Troisième correction du Rhône: bataille de chiffres entre des élus et l’Etat du Valais

Des députés UDC et PLR affirment que l’Etat du Valais a caché aux citoyens les vrais coûts de la troisième correction du Rhône (R3). L’Etat du Valais déplore une confusion dans les chiffres

Grégory Logean, député et chef de groupe UDC au Grand Conseil valaisan, et Xavier Moret, député PLR, ont convié la presse jeudi matin pour évoquer le financement de la troisième correction du Rhône. Ils ont affirmé que l’Etat du Valais a sciemment retenu la variante la plus chère et gonflé les risques du chantier valaisan du siècle.

Ils remettent en cause la facture globale du projet R3 qui passe de 2 milliards de francs prévus en 2015 à 3,4 milliards aujourd’hui.

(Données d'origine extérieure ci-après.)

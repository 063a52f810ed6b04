use serde::Serialize;

use tollgate_core::AccountId;

use crate::account::Account;
use crate::{Role, SubscriptionTier};

/// Identity attached to a request once the pipeline has allowed it.
///
/// Read-only: it is a snapshot of the account taken during the request's
/// single store lookup and cannot feed anything back into the pipeline.
#[derive(Debug, Clone, PartialEq, Eq, Serialize)]
pub struct Principal {
    account_id: AccountId,
    role: Role,
    tier: SubscriptionTier,
}

impl Principal {
    pub(crate) fn from_account(account: &Account) -> Self {
        Self {
            account_id: account.id,
            role: account.role,
            tier: account.subscription_tier,
        }
    }

    pub fn account_id(&self) -> AccountId {
        self.account_id
    }

    pub fn role(&self) -> Role {
        self.role
    }

    pub fn tier(&self) -> SubscriptionTier {
        self.tier
    }
}
use core::str::FromStr;

use serde::{Deserialize, Serialize};
use thiserror::Error;

/// Primary role of an account.
///
/// The set is closed: adding a role means extending every exhaustive match
/// below, including the default hierarchy.
#[derive(Debug, Copy, Clone, PartialEq, Eq, Hash, Serialize, Deserialize)]
#[serde(rename_all = "snake_case")]
pub enum Role {
    Viewer,
    DataEntry,
    Admin,
    SystemAdmin,
    SuperAdmin,
}

impl Role {
    pub const ALL: [Role; 5] = [
        Role::Viewer,
        Role::DataEntry,
        Role::Admin,
        Role::SystemAdmin,
        Role::SuperAdmin,
    ];

    pub fn as_str(&self) -> &'static str {
        match self {
            Role::Viewer => "viewer",
            Role::DataEntry => "data_entry",
            Role::Admin => "admin",
            Role::SystemAdmin => "system_admin",
            Role::SuperAdmin => "super_admin",
        }
    }

    const fn index(self) -> usize {
        match self {
            Role::Viewer => 0,
            Role::DataEntry => 1,
            Role::Admin => 2,
            Role::SystemAdmin => 3,
            Role::SuperAdmin => 4,
        }
    }

    const fn bit(self) -> u8 {
        1 << self.index()
    }
}

impl core::fmt::Display for Role {
    fn fmt(&self, f: &mut core::fmt::Formatter<'_>) -> core::fmt::Result {
        f.write_str(self.as_str())
    }
}

#[derive(Debug, Error, Clone, PartialEq, Eq)]
#[error("unknown role '{0}'")]
pub struct UnknownRole(pub String);

impl FromStr for Role {
    type Err = UnknownRole;

    fn from_str(s: &str) -> Result<Self, Self::Err> {
        Role::ALL
            .into_iter()
            .find(|r| r.as_str() == s)
            .ok_or_else(|| UnknownRole(s.to_string()))
    }
}

/// Compact set of roles (one bit per role).
#[derive(Debug, Copy, Clone, PartialEq, Eq, Default)]
pub struct RoleSet(u8);

impl RoleSet {
    pub const EMPTY: RoleSet = RoleSet(0);

    pub fn universe() -> Self {
        Role::ALL.into_iter().fold(Self::EMPTY, |set, r| set.with(r))
    }

    pub fn with(self, role: Role) -> Self {
        Self(self.0 | role.bit())
    }

    pub fn union(self, other: RoleSet) -> Self {
        Self(self.0 | other.0)
    }

    pub fn contains(&self, role: Role) -> bool {
        self.0 & role.bit() != 0
    }

    pub fn iter(self) -> impl Iterator<Item = Role> {
        Role::ALL.into_iter().filter(move |r| self.contains(*r))
    }
}

#[derive(Debug, Error, Clone, PartialEq, Eq)]
pub enum HierarchyError {
    #[error("role hierarchy contains a cycle through '{0}'")]
    Cycle(Role),

    #[error("no single role dominates every other role")]
    NoRoot,
}

/// Static role hierarchy collapsed into explicit grant sets.
///
/// Built once from `(senior, junior)` edges; decisions are a single bit test
/// and never walk the graph at request time.
#[derive(Debug, Clone, PartialEq, Eq)]
pub struct RoleHierarchy {
    grants: [RoleSet; Role::ALL.len()],
    root: Role,
}

impl RoleHierarchy {
    /// Default chain: `super_admin > system_admin > admin > data_entry > viewer`.
    pub fn standard() -> Self {
        Self {
            grants: [
                RoleSet::EMPTY.with(Role::Viewer),
                RoleSet::EMPTY.with(Role::Viewer).with(Role::DataEntry),
                RoleSet::EMPTY
                    .with(Role::Viewer)
                    .with(Role::DataEntry)
                    .with(Role::Admin),
                RoleSet::EMPTY
                    .with(Role::Viewer)
                    .with(Role::DataEntry)
                    .with(Role::Admin)
                    .with(Role::SystemAdmin),
                RoleSet::universe(),
            ],
            root: Role::SuperAdmin,
        }
    }

    /// Build a hierarchy from `(senior, junior)` edges.
    ///
    /// Grant sets are the reflexive-transitive closure of the edges. Exactly
    /// one role must end up granting the whole universe.
    pub fn from_edges(edges: &[(Role, Role)]) -> Result<Self, HierarchyError> {
        let mut grants: [RoleSet; Role::ALL.len()] =
            Role::ALL.map(|r| RoleSet::EMPTY.with(r));

        // Fixpoint over a 5-node graph; bounded by the number of roles.
        for _ in 0..Role::ALL.len() {
            let mut changed = false;
            for &(senior, junior) in edges {
                let merged = grants[senior.index()].union(grants[junior.index()]);
                if merged != grants[senior.index()] {
                    grants[senior.index()] = merged;
                    changed = true;
                }
            }
            if !changed {
                break;
            }
        }

        for &(senior, junior) in edges {
            if senior == junior || grants[junior.index()].contains(senior) {
                return Err(HierarchyError::Cycle(senior));
            }
        }

        let universe = RoleSet::universe();
        let mut roots = Role::ALL
            .into_iter()
            .filter(|r| grants[r.index()] == universe);
        let root = roots.next().ok_or(HierarchyError::NoRoot)?;
        if roots.next().is_some() {
            return Err(HierarchyError::NoRoot);
        }

        Ok(Self { grants, root })
    }

    /// The role whose grant set is the whole universe.
    pub fn root(&self) -> Role {
        self.root
    }

    pub fn is_root(&self, role: Role) -> bool {
        role == self.root
    }

    pub fn grants(&self, actor: Role, required: Role) -> bool {
        self.grants[actor.index()].contains(required)
    }

    pub fn is_at_least(&self, actor: Role, minimum: Role) -> bool {
        self.grants(actor, minimum)
    }

    /// String form used at untyped boundaries. Unknown roles grant nothing.
    pub fn grants_str(&self, actor: &str, required: &str) -> bool {
        match (actor.parse::<Role>(), required.parse::<Role>()) {
            (Ok(actor), Ok(required)) => self.grants(actor, required),
            _ => false,
        }
    }

    pub fn grant_set(&self, role: Role) -> Vec<Role> {
        self.grants[role.index()].iter().collect()
    }
}

impl Default for RoleHierarchy {
    fn default() -> Self {
        Self::standard()
    }
}

#[cfg(test)]
mod tests {
    use super::*;

    fn chain_edges() -> Vec<(Role, Role)> {
        vec![
            (Role::SuperAdmin, Role::SystemAdmin),
            (Role::SystemAdmin, Role::Admin),
            (Role::Admin, Role::DataEntry),
            (Role::DataEntry, Role::Viewer),
        ]
    }

    #[test]
    fn root_grants_every_role() {
        let h = RoleHierarchy::standard();
        for role in Role::ALL {
            assert!(h.grants(h.root(), role), "root should grant {role}");
        }
    }

    #[test]
    fn grants_is_reflexive() {
        let h = RoleHierarchy::standard();
        for role in Role::ALL {
            assert!(h.grants(role, role));
        }
    }

    #[test]
    fn viewer_does_not_grant_admin() {
        let h = RoleHierarchy::standard();
        assert!(!h.grants(Role::Viewer, Role::Admin));
        assert!(h.is_at_least(Role::Admin, Role::DataEntry));
        assert!(!h.is_at_least(Role::DataEntry, Role::Admin));
    }

    #[test]
    fn edges_collapse_to_standard() {
        let built = RoleHierarchy::from_edges(&chain_edges()).unwrap();
        assert_eq!(built, RoleHierarchy::standard());
    }

    #[test]
    fn edge_order_does_not_matter() {
        let mut edges = chain_edges();
        edges.reverse();
        let built = RoleHierarchy::from_edges(&edges).unwrap();
        assert_eq!(built, RoleHierarchy::standard());
    }

    #[test]
    fn cycle_is_rejected() {
        let mut edges = chain_edges();
        edges.push((Role::Viewer, Role::Admin));
        assert!(matches!(
            RoleHierarchy::from_edges(&edges),
            Err(HierarchyError::Cycle(_))
        ));
    }

    #[test]
    fn missing_root_is_rejected() {
        // Two disconnected branches: nobody dominates everything.
        let edges = vec![
            (Role::SuperAdmin, Role::SystemAdmin),
            (Role::Admin, Role::DataEntry),
            (Role::DataEntry, Role::Viewer),
        ];
        assert_eq!(
            RoleHierarchy::from_edges(&edges),
            Err(HierarchyError::NoRoot)
        );
    }

    #[test]
    fn diamond_hierarchy_resolves() {
        let edges = vec![
            (Role::SuperAdmin, Role::SystemAdmin),
            (Role::SuperAdmin, Role::Admin),
            (Role::SystemAdmin, Role::Viewer),
            (Role::Admin, Role::DataEntry),
            (Role::DataEntry, Role::Viewer),
        ];
        let h = RoleHierarchy::from_edges(&edges).unwrap();
        assert_eq!(h.root(), Role::SuperAdmin);
        assert!(!h.grants(Role::SystemAdmin, Role::Admin));
        assert!(!h.grants(Role::Admin, Role::SystemAdmin));
        assert!(h.grants(Role::SystemAdmin, Role::Viewer));
    }

    #[test]
    fn unknown_role_strings_fail_closed() {
        let h = RoleHierarchy::standard();
        assert!(!h.grants_str("root", "viewer"));
        assert!(!h.grants_str("super_admin", "wizard"));
        assert!(h.grants_str("super_admin", "viewer"));
    }

    #[test]
    fn role_wire_names_round_trip_through_serde() {
        let json = serde_json::to_string(&Role::DataEntry).unwrap();
        assert_eq!(json, "\"data_entry\"");
        assert!(serde_json::from_str::<Role>("\"owner\"").is_err());
    }

    #[test]
    fn grant_set_lists_juniors() {
        let h = RoleHierarchy::standard();
        assert_eq!(h.grant_set(Role::DataEntry), vec![Role::Viewer, Role::DataEntry]);
    }
}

Une somme qui sera présentée au Grand Conseil la semaine prochaine et plus tard aux Chambres fédérales.

Un montant connu depuis 2008

Aux côtés des deux députés, Jacques Bonvin, ancien chef de projet R3 dans le canton de Vaud, a assuré que le montant de plus de 3 milliards de francs était connu de l’Etat du Valais en 2008 déjà. Selon lui, les mesures proposées dans R3 sont démesurées par rapport aux risques réels et les dégâts potentiels sont exagérés.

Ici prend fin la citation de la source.